Takehiro Hira stars in Giri/Haji - BBC
Takehiro Hira stars in Giri/Haji - BBC

Not many crime dramas would suddenly launch into interpretative dance mid-episode. Fewer still would do it in black-and-white, then flip back to full colour and never acknowledge what just happened. Then again, Giri/Haji (BBC Two) has been no ordinary crime drama.

Writer Joe Barton’s Anglo-Japanese thriller (with a title that translates as Duty/Shame) has bewitched and beguiled for the past seven weeks. As it reached its bittersweet finale, Barton had the audacity to throw in a goosebump-inducing magical sequence which summed up the just-arty-enough ambition of his creation.

Following the arrival of three Yakuza enforcers in London to bring renegade gangster Yuto Mori (Yosuke Kubozuka) back to Tokyo, they took his teenage niece Taki (Aoi Okuyama) hostage and threatened to throw her off a skyscraper unless Yuto handed himself over.

As Taki’s detective father Kenzo (Takehiro Hira) raced to save her, he was accompanied by vengeful Cockney mobster Abbot (Charlie Creed-Miles), with Met officer DC Sarah Weitzmann (Kelly Macdonald) in hot pursuit.

Everyone arrived on the same rooftop, guns drawn, for a stylised Mexican stand-off – until troubled Taki threatened to jump off. In a heartfelt speech, she confessed her own insecurities (“I’m broken. Some days I wake up and feel there’s something in me that’s missing”) and pointed out everyone else’s compromised morals.

Yosuke Kubozuka as Yuto - Credit: BBC
Yosuke Kubozuka as Yuto Credit: BBC

They promptly launched into that three-minute chiaroscuro ballet sequence, with characters arriving from Japan and even the afterlife to join in. It was an extraordinary and emotive moment which could teach BBC stablemate Strictly Come Dancing a thing or two about same-sex couples.

Thousands of miles away, the Yakuza turf war came to a head with a so-called peace meeting. Fingers were cut off in atonement but the blood-letting didn’t end there.

Meanwhile, having made it to their rural hideaway with Yuto’s baby, the plucky female trio of Eiko (Anna Sawai), Natsuko (Mitsuko Oka) and Rei (Yūko Nakamura) were tracked down by gangsters – until, in a flurry of bullets, a surprise saviour arrived in the shape of slobby Roy (Tony Way), a Met detective on an exchange programme but with secrets of his own.

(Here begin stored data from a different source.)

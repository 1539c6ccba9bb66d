//! Fixed-hop sliding-window labeling stream.
//!
//! Runs independently of segmentation: every `hop` of raw audio is
//! embedded and labeled through the shared clusterer, producing a
//! time-ordered sequence of labeled windows. Finalized ASR segments
//! rarely line up with diarization windows, so attribution goes through
//! `majority_speaker` (overlap-sum vote) rather than a point lookup.

use std::collections::VecDeque;

use parley_embedding::EmbeddingProvider;
use serde::Serialize;

use crate::cluster::OnlineSpeakerClusterer;

const SEGMENT_CACHE_CAP: usize = 64;
const SEGMENT_CACHE_TOLERANCE_S: f64 = 0.02;

#[derive(Debug, Clone, Copy)]
pub struct TimelineConfig {
    pub sample_rate: u32,
    /// Embedding window length.
    pub win_s: f64,
    /// Hop between windows.
    pub hop_s: f64,
    /// Windows older than this behind the stream head are dropped.
    pub retention_s: f64,
    /// Minimum length for the trailing-run fallback label.
    pub dominant_min_s: f64,
    /// A segment split span must be at least this long.
    pub split_min_span_s: f64,
    /// Spans must cover this fraction of a segment for a split.
    pub split_min_coverage: f64,
}

impl Default for TimelineConfig {
    fn default() -> Self {
        Self {
            sample_rate: 16_000,
            win_s: 1.0,
            hop_s: 0.5,
            retention_s: 240.0,
            dominant_min_s: 0.8,
            split_min_span_s: 1.2,
            split_min_coverage: 0.85,
        }
    }
}

/// One labeled diarization window. Read-only once appended.
#[derive(Debug, Clone, Serialize)]
pub struct TimelineWindow {
    pub start_s: f64,
    pub end_s: f64,
    pub label: String,
}

/// Contiguous same-label stretch inside a segment, produced by
/// [`LiveDiarizationTimeline::speaker_spans`].
#[derive(Debug, Clone, PartialEq)]
pub struct SpeakerSpan {
    pub start_s: f64,
    pub end_s: f64,
    pub label: String,
}

pub struct LiveDiarizationTimeline {
    cfg: TimelineConfig,
    /// Recent raw audio, from `buf_start_sample` to the stream head.
    buf: Vec<f32>,
    buf_start_sample: u64,
    processed_samples: u64,
    next_win_start: u64,
    windows: VecDeque<TimelineWindow>,
    /// Finalized segments already attributed, for exact-boundary reuse.
    recent_segments: VecDeque<(f64, f64, String)>,
    last_label: Option<String>,
}

impl LiveDiarizationTimeline {
    pub fn new(cfg: TimelineConfig) -> Self {
        Self {
            cfg,
            buf: Vec::new(),
            buf_start_sample: 0,
            processed_samples: 0,
            next_win_start: 0,
            windows: VecDeque::new(),
            recent_segments: VecDeque::new(),
            last_label: None,
        }
    }

    pub fn config(&self) -> &TimelineConfig {
        &self.cfg
    }

    pub fn windows(&self) -> impl Iterator<Item = &TimelineWindow> {
        self.windows.iter()
    }

    pub fn last_label(&self) -> Option<&str> {
        self.last_label.as_deref()
    }

    /// Append raw audio and emit every window that became complete.
    /// Windows the embedder declines (too quiet, degenerate) leave a gap
    /// in the sequence but never stall it.
    pub fn push_audio(
        &mut self,
        samples: &[f32],
        clusterer: &mut OnlineSpeakerClusterer,
        embedder: &dyn EmbeddingProvider,
    ) {
        self.buf.extend_from_slice(samples);
        self.processed_samples += samples.len() as u64;

        let rate = self.cfg.sample_rate as f64;
        let win = (self.cfg.win_s * rate) as u64;
        let hop = ((self.cfg.hop_s * rate) as u64).max(1);

        while self.next_win_start + win <= self.processed_samples {
            let off = (self.next_win_start - self.buf_start_sample) as usize;
            let window = &self.buf[off..off + win as usize];
            let start_s = self.next_win_start as f64 / rate;
            let end_s = (self.next_win_start + win) as f64 / rate;

            if let Some(embedding) = embedder.embed(window, self.cfg.sample_rate) {
                let label = clusterer.assign(&embedding, start_s, end_s, end_s);
                self.last_label = Some(label.clone());
                self.windows.push_back(TimelineWindow {
                    start_s,
                    end_s,
                    label,
                });
            }
            self.next_win_start += hop;
        }

        // Only audio from the next window start onward is still needed.
        let drop = (self.next_win_start.min(self.processed_samples) - self.buf_start_sample) as usize;
        if drop > 0 {
            self.buf.drain(..drop);
            self.buf_start_sample += drop as u64;
        }

        let now_s = self.processed_samples as f64 / rate;
        let horizon = now_s - self.cfg.retention_s;
        while self
            .windows
            .front()
            .map(|w| w.end_s < horizon)
            .unwrap_or(false)
        {
            self.windows.pop_front();
        }
    }

    /// Remember an already-attributed segment so later lookups over the
    /// same boundaries reuse its label instead of re-voting.
    pub fn note_segment(&mut self, start_s: f64, end_s: f64, label: &str) {
        self.recent_segments
            .push_back((start_s, end_s, label.to_string()));
        while self.recent_segments.len() > SEGMENT_CACHE_CAP {
            self.recent_segments.pop_front();
        }
    }

    /// Dominant label over `[t0, t1)` by per-label overlap duration.
    /// Falls back to the trailing same-label run when nothing overlaps,
    /// then to the most recent label.
    pub fn majority_speaker(&self, t0: f64, t1: f64) -> String {
        for (s, e, label) in self.recent_segments.iter().rev() {
            if (s - t0).abs() <= SEGMENT_CACHE_TOLERANCE_S
                && (e - t1).abs() <= SEGMENT_CACHE_TOLERANCE_S
            {
                return label.clone();
            }
        }

        let mut tallies: Vec<(&str, f64)> = Vec::new();
        for w in &self.windows {
            let overlap = w.end_s.min(t1) - w.start_s.max(t0);
            if overlap <= 0.0 {
                continue;
            }
            match tallies.iter_mut().find(|(l, _)| *l == w.label) {
                Some((_, sum)) => *sum += overlap,
                None => tallies.push((&w.label, overlap)),
            }
        }
        if let Some((label, _)) = tallies
            .iter()
            .fold(None::<(&str, f64)>, |acc, &(l, sum)| match acc {
                Some((_, best)) if best >= sum => acc,
                _ => Some((l, sum)),
            })
        {
            return label.to_string();
        }

        if let Some(label) = self.trailing_run_label() {
            return label;
        }
        self.last_label
            .clone()
            .unwrap_or_else(|| crate::FALLBACK_SPEAKER.to_string())
    }

    /// Label of the newest contiguous same-label run, if it is long
    /// enough to trust.
    fn trailing_run_label(&self) -> Option<String> {
        let last = self.windows.back()?;
        let mut start = last.start_s;
        for w in self.windows.iter().rev().skip(1) {
            if w.label != last.label {
                break;
            }
            start = w.start_s;
        }
        if last.end_s - start >= self.cfg.dominant_min_s {
            Some(last.label.clone())
        } else {
            None
        }
    }

    /// Contiguous same-label spans across `[t0, t1)`, for splitting a
    /// closed segment that provably contains a speaker change. Returns
    /// `None` unless there are at least two spans, each at least
    /// `split_min_span_s` long, together covering `split_min_coverage`
    /// of the segment; the engine then attributes the whole segment by
    /// majority instead.
    pub fn speaker_spans(&self, t0: f64, t1: f64) -> Option<Vec<SpeakerSpan>> {
        let mut spans: Vec<SpeakerSpan> = Vec::new();
        for w in &self.windows {
            let start = w.start_s.max(t0);
            let end = w.end_s.min(t1);
            if end <= start {
                continue;
            }
            match spans.last_mut() {
                // Same label and touching/overlapping: extend.
                Some(prev) if prev.label == w.label && start <= prev.end_s => {
                    prev.end_s = prev.end_s.max(end);
                }
                _ => {
                    // Overlapping windows with different labels: the newer
                    // window wins the overlap region.
                    if let Some(prev) = spans.last_mut() {
                        prev.end_s = prev.end_s.min(start);
                    }
                    spans.push(SpeakerSpan {
                        start_s: start,
                        end_s: end,
                        label: w.label.clone(),
                    });
                }
            }
        }
        spans.retain(|s| s.end_s > s.start_s);

        if spans.len() < 2 {
            return None;
        }
        let span_total: f64 = spans.iter().map(|s| s.end_s - s.start_s).sum();
        let seg_len = t1 - t0;
        if seg_len <= 0.0 || span_total < self.cfg.split_min_coverage * seg_len {
            return None;
        }
        if spans
            .iter()
            .any(|s| s.end_s - s.start_s < self.cfg.split_min_span_s)
        {
            return None;
        }

        // Pin the outer edges to the segment boundaries.
        if let Some(first) = spans.first_mut() {
            first.start_s = t0;
        }
        if let Some(last) = spans.last_mut() {
            last.end_s = t1;
        }
        Some(spans)
    }
}

#[cfg(test)]
mod tests {
    use super::*;
    use crate::cluster::ClustererConfig;

    /// Embedder that maps a window's mean amplitude onto one of two
    /// orthogonal axes, standing in for two distinct voices.
    struct MeanAxisEmbedder;

    impl EmbeddingProvider for MeanAxisEmbedder {
        fn embed(&self, window: &[f32], _sample_rate: u32) -> Option<Vec<f32>> {
            let mean = window.iter().sum::<f32>() / window.len() as f32;
            if mean.abs() < 0.01 {
                return None; // silence
            }
            let mut v = vec![0.0f32; 8];
            if mean < 0.2 {
                v[0] = 1.0;
            } else {
                v[1] = 1.0;
            }
            Some(v)
        }

        fn name(&self) -> &'static str {
            "mean-axis"
        }
    }

    fn permissive_clusterer() -> OnlineSpeakerClusterer {
        OnlineSpeakerClusterer::new(ClustererConfig {
            boot_duration_s: 0.0,
            freeze_s: 0.0,
            new_cluster_cooldown_s: 0.0,
            new_cluster_min_duration_s: 0.0,
            min_short_s: 0.0,
            min_switch_s: 0.0,
            prune_interval_s: 1e9,
            ..ClustererConfig::default()
        })
    }

    fn tone(amp: f32, secs: f64) -> Vec<f32> {
        vec![amp; (secs * 16_000.0) as usize]
    }

    #[test]
    fn test_windows_advance_at_fixed_hop() {
        let mut tl = LiveDiarizationTimeline::new(TimelineConfig::default());
        let mut c = permissive_clusterer();
        tl.push_audio(&tone(0.1, 5.0), &mut c, &MeanAxisEmbedder);
        let starts: Vec<f64> = tl.windows().map(|w| w.start_s).collect();
        assert_eq!(starts.len(), 9); // 0.0, 0.5, ... 4.0
        for (i, s) in starts.iter().enumerate() {
            assert!((s - 0.5 * i as f64).abs() < 1e-9);
        }
    }

    #[test]
    fn test_silent_windows_leave_gaps_but_stream_continues() {
        let mut tl = LiveDiarizationTimeline::new(TimelineConfig::default());
        let mut c = permissive_clusterer();
        tl.push_audio(&tone(0.1, 2.0), &mut c, &MeanAxisEmbedder);
        tl.push_audio(&tone(0.0, 2.0), &mut c, &MeanAxisEmbedder);
        tl.push_audio(&tone(0.1, 2.0), &mut c, &MeanAxisEmbedder);
        let count = tl.windows().count();
        assert!(count > 0 && count < 11); // some of the 11 slots skipped
        // Post-gap windows still appear at their true stream positions.
        assert!(tl.windows().last().unwrap().start_s >= 4.0);
    }

    #[test]
    fn test_retention_drops_old_windows() {
        let cfg = TimelineConfig {
            retention_s: 3.0,
            ..TimelineConfig::default()
        };
        let mut tl = LiveDiarizationTimeline::new(cfg);
        let mut c = permissive_clusterer();
        for _ in 0..10 {
            tl.push_audio(&tone(0.1, 1.0), &mut c, &MeanAxisEmbedder);
        }
        assert!(tl.windows().next().unwrap().end_s >= 10.0 - 3.0);
    }

    #[test]
    fn test_majority_speaker_votes_by_overlap() {
        let mut tl = LiveDiarizationTimeline::new(TimelineConfig::default());
        let mut c = permissive_clusterer();
        tl.push_audio(&tone(0.1, 4.0), &mut c, &MeanAxisEmbedder);
        tl.push_audio(&tone(0.5, 4.0), &mut c, &MeanAxisEmbedder);
        let first = tl.majority_speaker(0.0, 3.0);
        let second = tl.majority_speaker(5.0, 8.0);
        assert_ne!(first, second);
        assert_eq!(first, "S1");
        assert_eq!(second, "S2");
    }

    #[test]
    fn test_segment_cache_reuses_prior_attribution() {
        let mut tl = LiveDiarizationTimeline::new(TimelineConfig::default());
        tl.note_segment(1.0, 2.0, "S7");
        assert_eq!(tl.majority_speaker(1.01, 1.99), "S7");
    }

    #[test]
    fn test_no_overlap_falls_back_to_trailing_run() {
        let mut tl = LiveDiarizationTimeline::new(TimelineConfig::default());
        let mut c = permissive_clusterer();
        tl.push_audio(&tone(0.1, 4.0), &mut c, &MeanAxisEmbedder);
        // Query a range past the stream head.
        assert_eq!(tl.majority_speaker(100.0, 101.0), "S1");
    }

    #[test]
    fn test_speaker_spans_split_two_speaker_segment() {
        let mut tl = LiveDiarizationTimeline::new(TimelineConfig::default());
        let mut c = permissive_clusterer();
        tl.push_audio(&tone(0.1, 4.0), &mut c, &MeanAxisEmbedder);
        tl.push_audio(&tone(0.5, 4.0), &mut c, &MeanAxisEmbedder);
        let spans = tl.speaker_spans(0.0, 8.0).expect("split expected");
        assert_eq!(spans.len(), 2);
        assert_eq!(spans[0].label, "S1");
        assert_eq!(spans[1].label, "S2");
        assert_eq!(spans[0].start_s, 0.0);
        assert_eq!(spans[1].end_s, 8.0);
        assert!((spans[0].end_s - 4.0).abs() < 1.0);
    }

    #[test]
    fn test_speaker_spans_reject_brief_flicker() {
        let mut tl = LiveDiarizationTimeline::new(TimelineConfig::default());
        let mut c = permissive_clusterer();
        tl.push_audio(&tone(0.1, 4.0), &mut c, &MeanAxisEmbedder);
        tl.push_audio(&tone(0.5, 0.5), &mut c, &MeanAxisEmbedder);
        tl.push_audio(&tone(0.1, 3.5), &mut c, &MeanAxisEmbedder);
        // The odd window out is far shorter than the minimum span.
        assert!(tl.speaker_spans(0.0, 8.0).is_none());
    }
}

This eventful climax took in stabbings, shootings, stolen taxis and crashed cars. In story about love and family loyalty, Yuto got his happy ending but his world-weary elder brother Kenzo didn’t. His was an ambiguous fate, both personally and professionally – realistic, perhaps, but still a slight frustration.

Giri/Haji - Credit: BBC
Credit: BBC

We left Kenzo and Sarah, resigned to their destinies and posed in a final frame that resembled an Edward Hopper painting, gorgeously soundtracked by Barbara Lewis’s neglected 1962 R&B classic Hello Stranger.

This finale was by no means faultless. There wasn’t enough for scene-stealing sex worker and lost soul Rodney (Will Sharpe) to do, yet too much screen time for the sub-Guy Ritchie character of Abbot, who was something of a weak link.

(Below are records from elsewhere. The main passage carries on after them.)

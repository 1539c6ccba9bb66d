//! Channel-based decode worker.
//!
//! Runs ASR on a dedicated thread so the frame-ingestion path never
//! blocks on a model. Requests are processed strictly in order, so
//! results come back FIFO and finalized segments stay time-ordered.

use std::thread::{self, JoinHandle};
use std::time::Duration;

use crossbeam_channel::{Receiver, Sender};
use parley_stt::{pad_for_decode, SttEngine, SttError};

pub enum DecodeRequest {
    Segment {
        seq: u64,
        start_s: f64,
        end_s: f64,
        samples: Vec<f32>,
        /// Speaker label decided at dispatch time, if any.
        label_hint: Option<String>,
    },
    Shutdown,
}

pub struct DecodeOutcome {
    pub seq: u64,
    pub start_s: f64,
    pub end_s: f64,
    pub label_hint: Option<String>,
    pub samples: Vec<f32>,
    pub text: Result<String, SttError>,
}

pub struct DecodeWorker {
    request_tx: Sender<DecodeRequest>,
    result_rx: Receiver<DecodeOutcome>,
    handle: Option<JoinHandle<()>>,
}

impl DecodeWorker {
    pub fn spawn(engine: Box<dyn SttEngine>, sample_rate: u32, min_decode_s: f32) -> Self {
        let (request_tx, request_rx) = crossbeam_channel::unbounded::<DecodeRequest>();
        let (result_tx, result_rx) = crossbeam_channel::unbounded::<DecodeOutcome>();

        let handle = thread::spawn(move || {
            decode_loop(engine, sample_rate, min_decode_s, request_rx, result_tx);
        });

        Self {
            request_tx,
            result_rx,
            handle: Some(handle),
        }
    }

    /// Queue a segment for decoding. Returns false if the worker thread
    /// is gone (panicked); the caller should disable ASR.
    pub fn submit(&self, request: DecodeRequest) -> bool {
        self.request_tx.send(request).is_ok()
    }

    pub fn try_recv(&self) -> Option<DecodeOutcome> {
        self.result_rx.try_recv().ok()
    }

    pub fn recv_timeout(&self, timeout: Duration) -> Option<DecodeOutcome> {
        self.result_rx.recv_timeout(timeout).ok()
    }
}

impl Drop for DecodeWorker {
    fn drop(&mut self) {
        let _ = self.request_tx.send(DecodeRequest::Shutdown);
        if let Some(handle) = self.handle.take() {
            let _ = handle.join();
        }
    }
}

fn decode_loop(
    engine: Box<dyn SttEngine>,
    sample_rate: u32,
    min_decode_s: f32,
    request_rx: Receiver<DecodeRequest>,
    result_tx: Sender<DecodeOutcome>,
) {
    tracing::debug!(model = engine.model_name(), "decode worker started");
    while let Ok(request) = request_rx.recv() {
        match request {
            DecodeRequest::Segment {
                seq,
                start_s,
                end_s,
                samples,
                label_hint,
            } => {
                let padded = pad_for_decode(&samples, min_decode_s, sample_rate);
                let text = engine.transcribe(&padded, sample_rate);
                if let Err(e) = &text {
                    tracing::warn!(seq, "decode failed: {e}");
                }
                let outcome = DecodeOutcome {
                    seq,
                    start_s,
                    end_s,
                    label_hint,
                    samples,
                    text,
                };
                if result_tx.send(outcome).is_err() {
                    break; // engine dropped, late result discarded
                }
            }
            DecodeRequest::Shutdown => break,
        }
    }
    tracing::debug!("decode worker stopped");
}
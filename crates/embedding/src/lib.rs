//! Voice-characteristic embeddings.
//!
//! The trait deliberately has no error type: backend unavailability and
//! degenerate input are both normal outcomes expressed as `None`, and the
//! caller degrades to label-sticking instead of failing.

mod spectral;

pub use spectral::SpectralEmbedder;

/// Maps an audio window to a fixed-length voice-characteristic vector.
pub trait EmbeddingProvider: Send {
    /// Returns `None` when the backend is unavailable or the window is
    /// degenerate (empty, too short, near-silent). Must never panic.
    fn embed(&self, window: &[f32], sample_rate: u32) -> Option<Vec<f32>>;

    fn name(&self) -> &'static str;
}

/// Backend that is never available; exercises the fallback path.
pub struct UnavailableEmbedder;

impl EmbeddingProvider for UnavailableEmbedder {
    fn embed(&self, _window: &[f32], _sample_rate: u32) -> Option<Vec<f32>> {
        None
    }

    fn name(&self) -> &'static str {
        "unavailable"
    }
}

/// Cosine similarity between two vectors of equal length.
pub fn cosine_similarity(a: &[f32], b: &[f32]) -> f32 {
    debug_assert_eq!(a.len(), b.len());
    let mut dot = 0.0f64;
    let mut na = 0.0f64;
    let mut nb = 0.0f64;
    for (&x, &y) in a.iter().zip(b.iter()) {
        dot += x as f64 * y as f64;
        na += x as f64 * x as f64;
        nb += y as f64 * y as f64;
    }
    (dot / (na.sqrt() * nb.sqrt() + 1e-6)) as f32
}

/// Scale a vector to unit L2 norm in place. No-op on the zero vector.
pub fn l2_normalize(v: &mut [f32]) {
    let norm = v.iter().map(|&x| (x as f64) * (x as f64)).sum::<f64>().sqrt();
    if norm > 1e-9 {
        for x in v.iter_mut() {
            *x = (*x as f64 / norm) as f32;
        }
    }
}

However, I admit a chuckle when Abbot ambushed the Yakuza with a cry of: “Konnichiwa, d---heads!” For comedy value, it was rivalled only when a Japanese cop desperately demanded a phone from a service station cashier, who laconically replied: “Calm down, Chinese E.T.”

Yūko Nakamura as Rei - Credit: BBC
Yūko Nakamura as Rei Credit: BBC

Loose ends weren’t entirely tied up. Corpses were left strewn all over two continents. Yet these are minor quibbles. Both hilarious and heartbreaking, it was populated by bravura performances, while Julian Farino’s direction was vivid and virtuosic.

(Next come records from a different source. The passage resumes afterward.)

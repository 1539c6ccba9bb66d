//! Speech gate state machine.
//!
//! Wraps a [`SpeechClassifier`] with start/stop hysteresis: `idle` waits for
//! a run of consecutive speech frames, `speaking` waits for a hangover of
//! non-speech frames plus a bridge tolerance that rides over short pauses.

use crate::{EnergyClassifier, SpeechClassifier, VadConfig};

#[derive(Debug, Clone, Copy, PartialEq, Eq)]
pub enum GateEvent {
    SpeechStart,
    SpeechEnd,
}

pub struct SpeechGate {
    classifier: Box<dyn SpeechClassifier>,
    cfg: VadConfig,
    start_frames: u32,
    stop_frames: u32,
    bridge_frames: u32,
    in_speech: bool,
    start_count: u32,
    stop_count: u32,
    gap_count: u32,
}

impl SpeechGate {
    /// Build a gate around the adaptive energy classifier.
    pub fn new(cfg: VadConfig) -> Self {
        Self::with_classifier(cfg, Box::new(EnergyClassifier::new(cfg)))
    }

    /// Build a gate around an external backend, falling back to the energy
    /// classifier if the backend fails to initialize. The fallback is logged
    /// and never fatal.
    pub fn with_backend<F>(cfg: VadConfig, init: F) -> Self
    where
        F: FnOnce() -> crate::Result<Box<dyn SpeechClassifier>>,
    {
        let classifier = match init() {
            Ok(backend) => {
                tracing::info!(backend = backend.name(), "VAD backend ready");
                backend
            }
            Err(e) => {
                tracing::warn!("VAD backend init failed ({e}); falling back to energy gate");
                Box::new(EnergyClassifier::new(cfg))
            }
        };
        Self::with_classifier(cfg, classifier)
    }

    pub fn with_classifier(cfg: VadConfig, classifier: Box<dyn SpeechClassifier>) -> Self {
        let frame_ms = cfg.frame_secs() * 1000.0;
        let start_frames = ((cfg.min_speech_ms / frame_ms).round() as u32).max(1);
        let stop_frames = ((cfg.hangover_ms / frame_ms).round() as u32).max(start_frames);
        let bridge_frames = (cfg.bridge_ms / frame_ms).round() as u32;
        tracing::debug!(
            backend = classifier.name(),
            start_frames,
            stop_frames,
            bridge_frames,
            "speech gate configured"
        );
        Self {
            classifier,
            cfg,
            start_frames,
            stop_frames,
            bridge_frames,
            in_speech: false,
            start_count: 0,
            stop_count: 0,
            gap_count: 0,
        }
    }

    pub fn in_speech(&self) -> bool {
        self.in_speech
    }

    pub fn config(&self) -> &VadConfig {
        &self.cfg
    }

    /// Feed one frame; returns a transition event when the state flips.
    pub fn push_frame(&mut self, frame: &[f32]) -> Option<GateEvent> {
        let speech = match self.classifier.classify(frame, self.in_speech) {
            Ok(speech) => speech,
            Err(e) => {
                tracing::warn!("VAD classification error: {e}");
                false
            }
        };

        if !self.in_speech {
            if speech {
                self.start_count += 1;
                if self.start_count >= self.start_frames {
                    self.in_speech = true;
                    self.start_count = 0;
                    self.stop_count = 0;
                    self.gap_count = 0;
                    return Some(GateEvent::SpeechStart);
                }
            } else {
                self.start_count = 0;
            }
            return None;
        }

        if speech {
            self.stop_count = 0;
            self.gap_count = 0;
            return None;
        }
        self.stop_count += 1;
        self.gap_count += 1;
        if self.stop_count >= self.stop_frames && self.gap_count > self.bridge_frames {
            self.in_speech = false;
            self.start_count = 0;
            self.stop_count = 0;
            self.gap_count = 0;
            return Some(GateEvent::SpeechEnd);
        }
        None
    }

    /// Force the gate back to idle (used when the accumulator closes a
    /// segment for a reason the gate did not see, e.g. a speaker cut).
    pub fn force_idle(&mut self) {
        self.in_speech = false;
        self.start_count = 0;
        self.stop_count = 0;
        self.gap_count = 0;
    }

    pub fn reset(&mut self) {
        self.force_idle();
        self.classifier.reset();
    }
}

#[cfg(test)]
mod tests {
    use super::*;
    use crate::Result;

    /// Scripted classifier for state machine tests.
    struct Scripted(Vec<bool>, usize);

    impl SpeechClassifier for Scripted {
        fn classify(&mut self, _frame: &[f32], _in_speech: bool) -> Result<bool> {
            let v = self.0[self.1.min(self.0.len() - 1)];
            self.1 += 1;
            Ok(v)
        }
        fn name(&self) -> &'static str {
            "scripted"
        }
    }

    fn gate_with_script(script: Vec<bool>) -> SpeechGate {
        let cfg = VadConfig {
            min_speech_ms: 60.0,  // 3 frames
            hangover_ms: 100.0,   // 5 frames
            bridge_ms: 0.0,
            ..VadConfig::default()
        };
        SpeechGate::with_classifier(cfg, Box::new(Scripted(script, 0)))
    }

    fn run(gate: &mut SpeechGate, frames: usize) -> Vec<GateEvent> {
        let frame = vec![0.0f32; 320];
        (0..frames).filter_map(|_| gate.push_frame(&frame)).collect()
    }

    #[test]
    fn test_start_requires_consecutive_speech() {
        // Two speech frames, a break, then three: only the run of three opens.
        let mut gate = gate_with_script(vec![true, true, false, true, true, true, false]);
        let events = run(&mut gate, 6);
        assert_eq!(events, vec![GateEvent::SpeechStart]);
    }

    #[test]
    fn test_stop_requires_hangover() {
        let mut script = vec![true; 5];
        script.extend(vec![false; 5]);
        let mut gate = gate_with_script(script);
        let events = run(&mut gate, 10);
        assert_eq!(events, vec![GateEvent::SpeechStart, GateEvent::SpeechEnd]);
    }

    #[test]
    fn test_bridge_rides_over_short_pause() {
        let cfg = VadConfig {
            min_speech_ms: 60.0,
            hangover_ms: 100.0,
            bridge_ms: 160.0, // 8 frames: hangover alone cannot close the gate
            ..VadConfig::default()
        };
        let mut script = vec![true; 5];
        script.extend(vec![false; 6]); // longer than hangover, shorter than bridge
        script.extend(vec![true; 3]);
        let mut gate = SpeechGate::with_classifier(cfg, Box::new(Scripted(script, 0)));
        let events = run(&mut gate, 14);
        assert_eq!(events, vec![GateEvent::SpeechStart]);
        assert!(gate.in_speech());
    }

    #[test]
    fn test_backend_failure_falls_back_to_energy() {
        let cfg = VadConfig::default();
        let gate = SpeechGate::with_backend(cfg, || {
            Err(crate::VadError::BackendInit("model missing".into()))
        });
        assert!(!gate.in_speech());
    }

    #[test]
    fn test_silence_never_opens_gate() {
        let cfg = VadConfig::default();
        let mut gate = SpeechGate::new(cfg);
        let frame = vec![0.0f32; cfg.frame_samples];
        for _ in 0..2_000 {
            assert!(gate.push_frame(&frame).is_none());
        }
        assert!(!gate.in_speech());
    }
}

Overall this delightful, decidedly non-Dickensian tale of two cities was an unexpected triumph – up there with Chernobyl, The Virtues and Succession as the year’s best TV drama. It combined the gripping narrative momentum of a police procedural with the inventiveness of an arthouse film. Who needs Scandi-crime when we’ve got sushi-crime?